> [Problem description]:
All of the data below should be output exactly as given.

> [Data listing]:

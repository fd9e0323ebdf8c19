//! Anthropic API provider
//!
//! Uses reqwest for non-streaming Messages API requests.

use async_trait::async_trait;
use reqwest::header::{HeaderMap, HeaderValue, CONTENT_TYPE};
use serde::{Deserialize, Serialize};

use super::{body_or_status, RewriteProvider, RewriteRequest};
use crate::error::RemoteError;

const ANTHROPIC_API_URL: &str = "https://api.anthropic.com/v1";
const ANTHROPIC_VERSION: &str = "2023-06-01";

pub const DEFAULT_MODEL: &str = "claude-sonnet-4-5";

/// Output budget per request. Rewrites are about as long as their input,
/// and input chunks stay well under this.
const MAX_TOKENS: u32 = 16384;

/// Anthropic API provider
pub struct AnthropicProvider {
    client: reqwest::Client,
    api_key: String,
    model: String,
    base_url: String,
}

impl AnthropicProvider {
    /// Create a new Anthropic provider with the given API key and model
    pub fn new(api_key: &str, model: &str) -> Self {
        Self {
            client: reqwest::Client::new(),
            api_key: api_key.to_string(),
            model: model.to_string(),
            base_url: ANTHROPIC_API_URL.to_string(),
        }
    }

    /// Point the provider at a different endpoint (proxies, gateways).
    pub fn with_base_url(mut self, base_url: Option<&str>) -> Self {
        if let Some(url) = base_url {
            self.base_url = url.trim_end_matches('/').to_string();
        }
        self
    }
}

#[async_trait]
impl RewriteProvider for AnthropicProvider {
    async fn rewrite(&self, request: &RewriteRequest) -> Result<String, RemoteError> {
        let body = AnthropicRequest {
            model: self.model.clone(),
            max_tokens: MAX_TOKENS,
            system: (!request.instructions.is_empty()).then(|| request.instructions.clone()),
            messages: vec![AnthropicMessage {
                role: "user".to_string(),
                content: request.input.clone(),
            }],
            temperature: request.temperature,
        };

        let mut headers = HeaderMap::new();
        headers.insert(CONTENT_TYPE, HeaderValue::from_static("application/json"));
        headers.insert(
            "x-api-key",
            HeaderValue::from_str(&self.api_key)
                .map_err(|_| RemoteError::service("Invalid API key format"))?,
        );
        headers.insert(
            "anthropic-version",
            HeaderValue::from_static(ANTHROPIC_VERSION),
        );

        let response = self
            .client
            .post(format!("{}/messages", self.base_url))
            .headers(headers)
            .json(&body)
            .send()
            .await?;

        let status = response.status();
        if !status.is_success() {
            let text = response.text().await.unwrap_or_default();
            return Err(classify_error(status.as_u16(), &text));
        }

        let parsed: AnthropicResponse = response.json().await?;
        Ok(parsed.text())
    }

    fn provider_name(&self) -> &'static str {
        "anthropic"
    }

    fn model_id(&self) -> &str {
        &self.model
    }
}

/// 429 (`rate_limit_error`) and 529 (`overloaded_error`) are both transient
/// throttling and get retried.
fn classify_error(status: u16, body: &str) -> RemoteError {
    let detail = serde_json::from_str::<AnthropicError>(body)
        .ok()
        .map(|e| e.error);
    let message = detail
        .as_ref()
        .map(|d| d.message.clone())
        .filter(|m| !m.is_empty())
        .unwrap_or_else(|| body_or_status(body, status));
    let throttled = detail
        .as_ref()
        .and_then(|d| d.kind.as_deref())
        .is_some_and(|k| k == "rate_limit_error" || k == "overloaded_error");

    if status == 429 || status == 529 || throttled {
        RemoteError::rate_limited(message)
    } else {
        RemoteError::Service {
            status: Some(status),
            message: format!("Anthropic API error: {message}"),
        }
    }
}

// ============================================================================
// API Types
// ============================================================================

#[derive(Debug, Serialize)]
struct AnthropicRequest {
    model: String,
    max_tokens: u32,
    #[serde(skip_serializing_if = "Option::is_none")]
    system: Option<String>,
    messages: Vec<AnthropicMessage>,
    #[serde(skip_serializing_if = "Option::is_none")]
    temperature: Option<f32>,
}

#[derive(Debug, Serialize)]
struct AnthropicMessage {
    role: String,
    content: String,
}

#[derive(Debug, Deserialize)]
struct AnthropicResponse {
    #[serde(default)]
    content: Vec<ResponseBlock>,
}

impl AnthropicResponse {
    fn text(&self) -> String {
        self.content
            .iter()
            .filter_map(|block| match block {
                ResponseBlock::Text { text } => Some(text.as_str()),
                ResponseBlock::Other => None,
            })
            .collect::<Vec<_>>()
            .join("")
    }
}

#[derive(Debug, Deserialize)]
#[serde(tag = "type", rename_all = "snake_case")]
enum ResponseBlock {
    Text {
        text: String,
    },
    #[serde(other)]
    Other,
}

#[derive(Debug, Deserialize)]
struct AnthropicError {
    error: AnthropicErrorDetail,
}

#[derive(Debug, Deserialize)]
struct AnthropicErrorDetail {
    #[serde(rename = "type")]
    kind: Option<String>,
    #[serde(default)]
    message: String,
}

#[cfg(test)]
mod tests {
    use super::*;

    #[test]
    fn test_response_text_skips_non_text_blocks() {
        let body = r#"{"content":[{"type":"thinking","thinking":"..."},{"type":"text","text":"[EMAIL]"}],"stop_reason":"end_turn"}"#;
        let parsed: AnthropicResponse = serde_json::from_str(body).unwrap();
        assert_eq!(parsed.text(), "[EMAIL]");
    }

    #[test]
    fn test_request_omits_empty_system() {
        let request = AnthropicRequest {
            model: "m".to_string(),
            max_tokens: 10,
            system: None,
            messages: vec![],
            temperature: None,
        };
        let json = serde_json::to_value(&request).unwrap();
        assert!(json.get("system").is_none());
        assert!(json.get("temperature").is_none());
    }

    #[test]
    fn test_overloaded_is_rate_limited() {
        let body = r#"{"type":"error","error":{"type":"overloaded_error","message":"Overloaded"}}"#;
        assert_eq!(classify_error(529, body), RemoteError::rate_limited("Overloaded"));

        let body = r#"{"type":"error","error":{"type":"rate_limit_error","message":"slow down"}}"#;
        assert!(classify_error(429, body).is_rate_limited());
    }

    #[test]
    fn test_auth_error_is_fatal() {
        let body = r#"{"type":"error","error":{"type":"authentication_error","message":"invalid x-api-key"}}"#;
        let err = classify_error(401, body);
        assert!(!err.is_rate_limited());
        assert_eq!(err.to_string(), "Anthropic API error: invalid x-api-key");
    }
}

> [Result below]:
repository fd9e0323ebdf8c19
//! Anthropic API provider
//!
//! Uses reqwest for non-streaming Messages API requests.

use async_trait::async_trait;
use reqwest::header::{HeaderMap, HeaderValue, CONTENT_TYPE};
use serde::{Deserialize, Serialize};

use super::{body_or_status, RewriteProvider, RewriteRequest};
use crate::error::RemoteError;

const ANTHROPIC_API_URL: &str = "https://api.anthropic.com/v1";
const ANTHROPIC_VERSION: &str = "2023-06-01";

pub const DEFAULT_MODEL: &str = "claude-sonnet-4-5";

/// Output budget per request. Rewrites are about as long as their input,
/// and input chunks stay well under this.
const MAX_TOKENS: u32 = 16384;

/// Anthropic API provider
pub struct AnthropicProvider {
    client: reqwest::Client,
    api_key: String,
    model: String,
    base_url: String,
}

impl AnthropicProvider {
    /// Create a new Anthropic provider with the given API key and model
    pub fn new(api_key: &str, model: &str) -> Self {
        Self {
            client: reqwest::Client::new(),
            api_key: api_key.to_string(),
            model: model.to_string(),
            base_url: ANTHROPIC_API_URL.to_string(),
        }
    }

    /// Point the provider at a different endpoint (proxies, gateways).
    pub fn with_base_url(mut self, base_url: Option<&str>) -> Self {
        if let Some(url) = base_url {
            self.base_url = url.trim_end_matches('/').to_string();
        }
        self
    }
}

#[async_trait]
impl RewriteProvider for AnthropicProvider {
    async fn rewrite(&self, request: &RewriteRequest) -> Result<String, RemoteError> {
        let body = AnthropicRequest {
            model: self.model.clone(),
            max_tokens: MAX_TOKENS,
            system: (!request.instructions.is_empty()).then(|| request.instructions.clone()),
            messages: vec![AnthropicMessage {
                role: "user".to_string(),
                content: request.input.clone(),
            }],
            temperature: request.temperature,
        };

        let mut headers = HeaderMap::new();
        headers.insert(CONTENT_TYPE, HeaderValue::from_static("application/json"));
        headers.insert(
            "x-api-key",
            HeaderValue::from_str(&self.api_key)
                .map_err(|_| RemoteError::service("Invalid API key format"))?,
        );
        headers.insert(
            "anthropic-version",
            HeaderValue::from_static(ANTHROPIC_VERSION),
        );

        let response = self
            .client
            .post(format!("{}/messages", self.base_url))
            .headers(headers)
            .json(&body)
            .send()
            .await?;

        let status = response.status();
        if !status.is_success() {
            let text = response.text().await.unwrap_or_default();
            return Err(classify_error(status.as_u16(), &text));
        }

        let parsed: AnthropicResponse = response.json().await?;
        Ok(parsed.text())
    }

    fn provider_name(&self) -> &'static str {
        "anthropic"
    }

    fn model_id(&self) -> &str {
        &self.model
    }
}

/// 429 (`rate_limit_error`) and 529 (`overloaded_error`) are both transient
/// throttling and get retried.
fn classify_error(status: u16, body: &str) -> RemoteError {
    let detail = serde_json::from_str::<AnthropicError>(body)
        .ok()
        .map(|e| e.error);
    let message = detail
        .as_ref()
        .map(|d| d.message.clone())
        .filter(|m| !m.is_empty())
        .unwrap_or_else(|| body_or_status(body, status));
    let throttled = detail
        .as_ref()
        .and_then(|d| d.kind.as_deref())
        .is_some_and(|k| k == "rate_limit_error" || k == "overloaded_error");

    if status == 429 || status == 529 || throttled {
        RemoteError::rate_limited(message)
    } else {
        RemoteError::Service {
            status: Some(status),
            message: format!("Anthropic API error: {message}"),
        }
    }
}

// ============================================================================
// API Types
// ============================================================================

#[derive(Debug, Serialize)]
struct AnthropicRequest {
    model: String,
    max_tokens: u32,
    #[serde(skip_serializing_if = "Option::is_none")]
    system: Option<String>,
    messages: Vec<AnthropicMessage>,
    #[serde(skip_serializing_if = "Option::is_none")]
    temperature: Option<f32>,
}

#[derive(Debug, Serialize)]
struct AnthropicMessage {
    role: String,
    content: String,
}

#[derive(Debug, Deserialize)]
struct AnthropicResponse {
    #[serde(default)]
    content: Vec<ResponseBlock>,
}

impl AnthropicResponse {
    fn text(&self) -> String {
        self.content
            .iter()
            .filter_map(|block| match block {
                ResponseBlock::Text { text } => Some(text.as_str()),
                ResponseBlock::Other => None,
            })
            .collect::<Vec<_>>()
            .join("")
    }
}

#[derive(Debug, Deserialize)]
#[serde(tag = "type", rename_all = "snake_case")]
enum ResponseBlock {
    Text {
        text: String,
    },
    #[serde(other)]
    Other,
}

#[derive(Debug, Deserialize)]
struct AnthropicError {
    error: AnthropicErrorDetail,
}

#[derive(Debug, Deserialize)]
struct AnthropicErrorDetail {
    #[serde(rename = "type")]
    kind: Option<String>,
    #[serde(default)]
    message: String,
}

#[cfg(test)]
mod tests {
    use super::*;

    #[test]
    fn test_response_text_skips_non_text_blocks() {
        let body = r#"{"content":[{"type":"thinking","thinking":"..."},{"type":"text","text":"[EMAIL]"}],"stop_reason":"end_turn"}"#;
        let parsed: AnthropicResponse = serde_json::from_str(body).unwrap();
        assert_eq!(parsed.text(), "[EMAIL]");
    }

    #[test]
    fn test_request_omits_empty_system() {
        let request = AnthropicRequest {
            model: "m".to_string(),
            max_tokens: 10,
            system: None,
            messages: vec![],
            temperature: None,
        };
        let json = serde_json::to_value(&request).unwrap();
        assert!(json.get("system").is_none());
        assert!(json.get("temperature").is_none());
    }

    #[test]
    fn test_overloaded_is_rate_limited() {
        let body = r#"{"type":"error","error":{"type":"overloaded_error","message":"Overloaded"}}"#;
        assert_eq!(classify_error(529, body), RemoteError::rate_limited("Overloaded"));

        let body = r#"{"type":"error","error":{"type":"rate_limit_error","message":"slow down"}}"#;
        assert!(classify_error(429, body).is_rate_limited());
    }

    #[test]
    fn test_auth_error_is_fatal() {
        let body = r#"{"type":"error","error":{"type":"authentication_error","message":"invalid x-api-key"}}"#;
        let err = classify_error(401, body);
        assert!(!err.is_rate_limited());
        assert_eq!(err.to_string(), "Anthropic API error: invalid x-api-key");
    }
}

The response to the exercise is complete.